▸ **Collected data**:
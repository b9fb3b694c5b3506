//! API route handlers.
//!
//! All endpoints return JSON. State is shared via `Arc<GameService>`.

use axum::{
    extract::{Path, Query, State},
    http::StatusCode,
    response::{IntoResponse, Response},
    Json,
};
use rust_decimal::Decimal;
use serde::{Deserialize, Serialize};
use serde_json::json;
use std::sync::Arc;
use tracing::error;

use crate::engine::settlement::RoundReport;
use crate::engine::GameService;
use crate::error::GameError;
use crate::types::{Market, MarketUpdate, NewMarket, RoundStat, Trade, Trader, TraderStatus};

pub type AppState = Arc<GameService>;

type ApiResult<T> = Result<T, GameError>;

// ---------------------------------------------------------------------------
// Error mapping
// ---------------------------------------------------------------------------

impl GameError {
    pub fn status_code(&self) -> StatusCode {
        match self {
            GameError::Validation(_) | GameError::Overflow(_) => StatusCode::UNPROCESSABLE_ENTITY,
            GameError::NotFound { .. } => StatusCode::NOT_FOUND,
            GameError::Uniqueness(_)
            | GameError::AlreadySettled { .. }
            | GameError::GameOver(_)
            | GameError::SettlementPrecondition(_)
            | GameError::Consistency(_) => StatusCode::CONFLICT,
            GameError::Timeout(_) => StatusCode::GATEWAY_TIMEOUT,
            GameError::IdSpaceExhausted(_) => StatusCode::SERVICE_UNAVAILABLE,
            GameError::Storage(_) => StatusCode::INTERNAL_SERVER_ERROR,
        }
    }
}

impl IntoResponse for GameError {
    fn into_response(self) -> Response {
        let status = self.status_code();
        if status.is_server_error() {
            error!(error = %self, "Request failed");
        }
        let body = Json(json!({
            "error": self.to_string(),
            "status": status.as_u16(),
        }));
        (status, body).into_response()
    }
}

// ---------------------------------------------------------------------------
// Request / response types
// ---------------------------------------------------------------------------

#[derive(Debug, Deserialize)]
pub struct OwnerQuery {
    pub owner: String,
}

#[derive(Debug, Deserialize)]
pub struct JoinRequest {
    pub name: String,
    #[serde(default)]
    pub prod_cost: Option<Decimal>,
}

#[derive(Debug, Deserialize)]
pub struct SubmitTradeRequest {
    pub trader_id: i64,
    pub round: i64,
    pub unit_price: Decimal,
    pub unit_amount: i64,
}

#[derive(Debug, Default, Deserialize)]
pub struct AdvanceRequest {
    /// Round the host believes is open. Protects against a repeated click.
    #[serde(default)]
    pub expected_round: Option<i64>,
}

#[derive(Debug, Serialize)]
pub struct RoundResponse {
    pub round: i64,
}

#[derive(Debug, Serialize)]
pub struct TraderTableResponse {
    pub traders: Vec<TraderStatus>,
    pub num_traders: usize,
    pub num_ready_traders: usize,
}

#[derive(Debug, Serialize)]
pub struct NamesResponse {
    pub traders: Vec<String>,
}

#[derive(Debug, Serialize)]
pub struct ReadyResponse {
    pub ready: bool,
}

// ---------------------------------------------------------------------------
// Route handlers
// ---------------------------------------------------------------------------

/// GET /health
pub async fn health() -> StatusCode {
    StatusCode::OK
}

/// POST /api/markets
pub async fn create_market(
    State(state): State<AppState>,
    Json(new): Json<NewMarket>,
) -> ApiResult<(StatusCode, Json<Market>)> {
    let market = state.create_market(new).await?;
    Ok((StatusCode::CREATED, Json(market)))
}

/// GET /api/markets?owner=...
pub async fn list_markets(
    State(state): State<AppState>,
    Query(query): Query<OwnerQuery>,
) -> ApiResult<Json<Vec<Market>>> {
    Ok(Json(state.markets_created_by(&query.owner).await?))
}

/// GET /api/markets/:market_id
pub async fn get_market(
    State(state): State<AppState>,
    Path(market_id): Path<String>,
) -> ApiResult<Json<Market>> {
    Ok(Json(state.market(&market_id).await?))
}

/// PATCH /api/markets/:market_id
pub async fn update_market(
    State(state): State<AppState>,
    Path(market_id): Path<String>,
    Json(update): Json<MarketUpdate>,
) -> ApiResult<Json<Market>> {
    Ok(Json(state.update_market(&market_id, &update).await?))
}

/// DELETE /api/markets/:market_id
pub async fn delete_market(
    State(state): State<AppState>,
    Path(market_id): Path<String>,
) -> ApiResult<StatusCode> {
    state.delete_market(&market_id).await?;
    Ok(StatusCode::NO_CONTENT)
}

/// GET /api/markets/:market_id/current-round
pub async fn current_round(
    State(state): State<AppState>,
    Path(market_id): Path<String>,
) -> ApiResult<Json<RoundResponse>> {
    let round = state.current_round(&market_id).await?;
    Ok(Json(RoundResponse { round }))
}

/// GET /api/markets/:market_id/traders
pub async fn get_traders(
    State(state): State<AppState>,
    Path(market_id): Path<String>,
) -> ApiResult<Json<TraderTableResponse>> {
    let progress = state.market_progress(&market_id).await?;
    let traders = state.trader_table(&market_id).await?;
    Ok(Json(TraderTableResponse {
        traders,
        num_traders: progress.num_traders,
        num_ready_traders: progress.num_ready_traders,
    }))
}

/// POST /api/markets/:market_id/traders
pub async fn join_market(
    State(state): State<AppState>,
    Path(market_id): Path<String>,
    Json(req): Json<JoinRequest>,
) -> ApiResult<(StatusCode, Json<Trader>)> {
    let trader = state.join_market(&market_id, &req.name, req.prod_cost).await?;
    Ok((StatusCode::CREATED, Json(trader)))
}

/// GET /api/markets/:market_id/traders-this-round
pub async fn traders_this_round(
    State(state): State<AppState>,
    Path(market_id): Path<String>,
) -> ApiResult<Json<NamesResponse>> {
    let traders = state.traders_this_round(&market_id).await?;
    Ok(Json(NamesResponse { traders }))
}

/// POST /api/markets/:market_id/trades
pub async fn submit_trade(
    State(state): State<AppState>,
    Path(market_id): Path<String>,
    Json(req): Json<SubmitTradeRequest>,
) -> ApiResult<(StatusCode, Json<Trade>)> {
    let trade = state
        .submit_trade(
            &market_id,
            req.trader_id,
            req.round,
            req.unit_price,
            req.unit_amount,
        )
        .await?;
    Ok((StatusCode::CREATED, Json(trade)))
}

/// POST /api/markets/:market_id/advance
pub async fn advance_round(
    State(state): State<AppState>,
    Path(market_id): Path<String>,
    Json(req): Json<AdvanceRequest>,
) -> ApiResult<Json<RoundReport>> {
    Ok(Json(state.advance_round(&market_id, req.expected_round).await?))
}

/// GET /api/markets/:market_id/rounds
pub async fn round_history(
    State(state): State<AppState>,
    Path(market_id): Path<String>,
) -> ApiResult<Json<Vec<RoundStat>>> {
    Ok(Json(state.round_history(&market_id).await?))
}

/// GET /api/traders/:trader_id/ready
pub async fn trader_ready(
    State(state): State<AppState>,
    Path(trader_id): Path<i64>,
) -> ApiResult<Json<ReadyResponse>> {
    let ready = state.is_ready(trader_id).await?;
    Ok(Json(ReadyResponse { ready }))
}

/// DELETE /api/traders/:trader_id
pub async fn delete_trader(
    State(state): State<AppState>,
    Path(trader_id): Path<i64>,
) -> ApiResult<StatusCode> {
    state.delete_trader(trader_id).await?;
    Ok(StatusCode::NO_CONTENT)
}

// ---------------------------------------------------------------------------
// Tests
// ---------------------------------------------------------------------------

▸ **TASK GOAL**:
Every word of every entry must be returned as it appears.

▸ **WRITTEN SOLUTION**:
repository b9fb3b694c5b3506
//! API route handlers.
//!
//! All endpoints return JSON. State is shared via `Arc<GameService>`.

use axum::{
    extract::{Path, Query, State},
    http::StatusCode,
    response::{IntoResponse, Response},
    Json,
};
use rust_decimal::Decimal;
use serde::{Deserialize, Serialize};
use serde_json::json;
use std::sync::Arc;
use tracing::error;

use crate::engine::settlement::RoundReport;
use crate::engine::GameService;
use crate::error::GameError;
use crate::types::{Market, MarketUpdate, NewMarket, RoundStat, Trade, Trader, TraderStatus};

pub type AppState = Arc<GameService>;

type ApiResult<T> = Result<T, GameError>;

// ---------------------------------------------------------------------------
// Error mapping
// ---------------------------------------------------------------------------

impl GameError {
    pub fn status_code(&self) -> StatusCode {
        match self {
            GameError::Validation(_) | GameError::Overflow(_) => StatusCode::UNPROCESSABLE_ENTITY,
            GameError::NotFound { .. } => StatusCode::NOT_FOUND,
            GameError::Uniqueness(_)
            | GameError::AlreadySettled { .. }
            | GameError::GameOver(_)
            | GameError::SettlementPrecondition(_)
            | GameError::Consistency(_) => StatusCode::CONFLICT,
            GameError::Timeout(_) => StatusCode::GATEWAY_TIMEOUT,
            GameError::IdSpaceExhausted(_) => StatusCode::SERVICE_UNAVAILABLE,
            GameError::Storage(_) => StatusCode::INTERNAL_SERVER_ERROR,
        }
    }
}

impl IntoResponse for GameError {
    fn into_response(self) -> Response {
        let status = self.status_code();
        if status.is_server_error() {
            error!(error = %self, "Request failed");
        }
        let body = Json(json!({
            "error": self.to_string(),
            "status": status.as_u16(),
        }));
        (status, body).into_response()
    }
}

// ---------------------------------------------------------------------------
// Request / response types
// ---------------------------------------------------------------------------

#[derive(Debug, Deserialize)]
pub struct OwnerQuery {
    pub owner: String,
}

#[derive(Debug, Deserialize)]
pub struct JoinRequest {
    pub name: String,
    #[serde(default)]
    pub prod_cost: Option<Decimal>,
}

#[derive(Debug, Deserialize)]
pub struct SubmitTradeRequest {
    pub trader_id: i64,
    pub round: i64,
    pub unit_price: Decimal,
    pub unit_amount: i64,
}

#[derive(Debug, Default, Deserialize)]
pub struct AdvanceRequest {
    /// Round the host believes is open. Protects against a repeated click.
    #[serde(default)]
    pub expected_round: Option<i64>,
}

#[derive(Debug, Serialize)]
pub struct RoundResponse {
    pub round: i64,
}

#[derive(Debug, Serialize)]
pub struct TraderTableResponse {
    pub traders: Vec<TraderStatus>,
    pub num_traders: usize,
    pub num_ready_traders: usize,
}

#[derive(Debug, Serialize)]
pub struct NamesResponse {
    pub traders: Vec<String>,
}

#[derive(Debug, Serialize)]
pub struct ReadyResponse {
    pub ready: bool,
}

// ---------------------------------------------------------------------------
// Route handlers
// ---------------------------------------------------------------------------

/// GET /health
pub async fn health() -> StatusCode {
    StatusCode::OK
}

/// POST /api/markets
pub async fn create_market(
    State(state): State<AppState>,
    Json(new): Json<NewMarket>,
) -> ApiResult<(StatusCode, Json<Market>)> {
    let market = state.create_market(new).await?;
    Ok((StatusCode::CREATED, Json(market)))
}

/// GET /api/markets?owner=...
pub async fn list_markets(
    State(state): State<AppState>,
    Query(query): Query<OwnerQuery>,
) -> ApiResult<Json<Vec<Market>>> {
    Ok(Json(state.markets_created_by(&query.owner).await?))
}

/// GET /api/markets/:market_id
pub async fn get_market(
    State(state): State<AppState>,
    Path(market_id): Path<String>,
) -> ApiResult<Json<Market>> {
    Ok(Json(state.market(&market_id).await?))
}

/// PATCH /api/markets/:market_id
pub async fn update_market(
    State(state): State<AppState>,
    Path(market_id): Path<String>,
    Json(update): Json<MarketUpdate>,
) -> ApiResult<Json<Market>> {
    Ok(Json(state.update_market(&market_id, &update).await?))
}

/// DELETE /api/markets/:market_id
pub async fn delete_market(
    State(state): State<AppState>,
    Path(market_id): Path<String>,
) -> ApiResult<StatusCode> {
    state.delete_market(&market_id).await?;
    Ok(StatusCode::NO_CONTENT)
}

/// GET /api/markets/:market_id/current-round
pub async fn current_round(
    State(state): State<AppState>,
    Path(market_id): Path<String>,
) -> ApiResult<Json<RoundResponse>> {
    let round = state.current_round(&market_id).await?;
    Ok(Json(RoundResponse { round }))
}

/// GET /api/markets/:market_id/traders
pub async fn get_traders(
    State(state): State<AppState>,
    Path(market_id): Path<String>,
) -> ApiResult<Json<TraderTableResponse>> {
    let progress = state.market_progress(&market_id).await?;
    let traders = state.trader_table(&market_id).await?;
    Ok(Json(TraderTableResponse {
        traders,
        num_traders: progress.num_traders,
        num_ready_traders: progress.num_ready_traders,
    }))
}

/// POST /api/markets/:market_id/traders
pub async fn join_market(
    State(state): State<AppState>,
    Path(market_id): Path<String>,
    Json(req): Json<JoinRequest>,
) -> ApiResult<(StatusCode, Json<Trader>)> {
    let trader = state.join_market(&market_id, &req.name, req.prod_cost).await?;
    Ok((StatusCode::CREATED, Json(trader)))
}

/// GET /api/markets/:market_id/traders-this-round
pub async fn traders_this_round(
    State(state): State<AppState>,
    Path(market_id): Path<String>,
) -> ApiResult<Json<NamesResponse>> {
    let traders = state.traders_this_round(&market_id).await?;
    Ok(Json(NamesResponse { traders }))
}

/// POST /api/markets/:market_id/trades
pub async fn submit_trade(
    State(state): State<AppState>,
    Path(market_id): Path<String>,
    Json(req): Json<SubmitTradeRequest>,
) -> ApiResult<(StatusCode, Json<Trade>)> {
    let trade = state
        .submit_trade(
            &market_id,
            req.trader_id,
            req.round,
            req.unit_price,
            req.unit_amount,
        )
        .await?;
    Ok((StatusCode::CREATED, Json(trade)))
}

/// POST /api/markets/:market_id/advance
pub async fn advance_round(
    State(state): State<AppState>,
    Path(market_id): Path<String>,
    Json(req): Json<AdvanceRequest>,
) -> ApiResult<Json<RoundReport>> {
    Ok(Json(state.advance_round(&market_id, req.expected_round).await?))
}

/// GET /api/markets/:market_id/rounds
pub async fn round_history(
    State(state): State<AppState>,
    Path(market_id): Path<String>,
) -> ApiResult<Json<Vec<RoundStat>>> {
    Ok(Json(state.round_history(&market_id).await?))
}

/// GET /api/traders/:trader_id/ready
pub async fn trader_ready(
    State(state): State<AppState>,
    Path(trader_id): Path<i64>,
) -> ApiResult<Json<ReadyResponse>> {
    let ready = state.is_ready(trader_id).await?;
    Ok(Json(ReadyResponse { ready }))
}

/// DELETE /api/traders/:trader_id
pub async fn delete_trader(
    State(state): State<AppState>,
    Path(trader_id): Path<i64>,
) -> ApiResult<StatusCode> {
    state.delete_trader(trader_id).await?;
    Ok(StatusCode::NO_CONTENT)
}

// ---------------------------------------------------------------------------
// Tests
// ---------------------------------------------------------------------------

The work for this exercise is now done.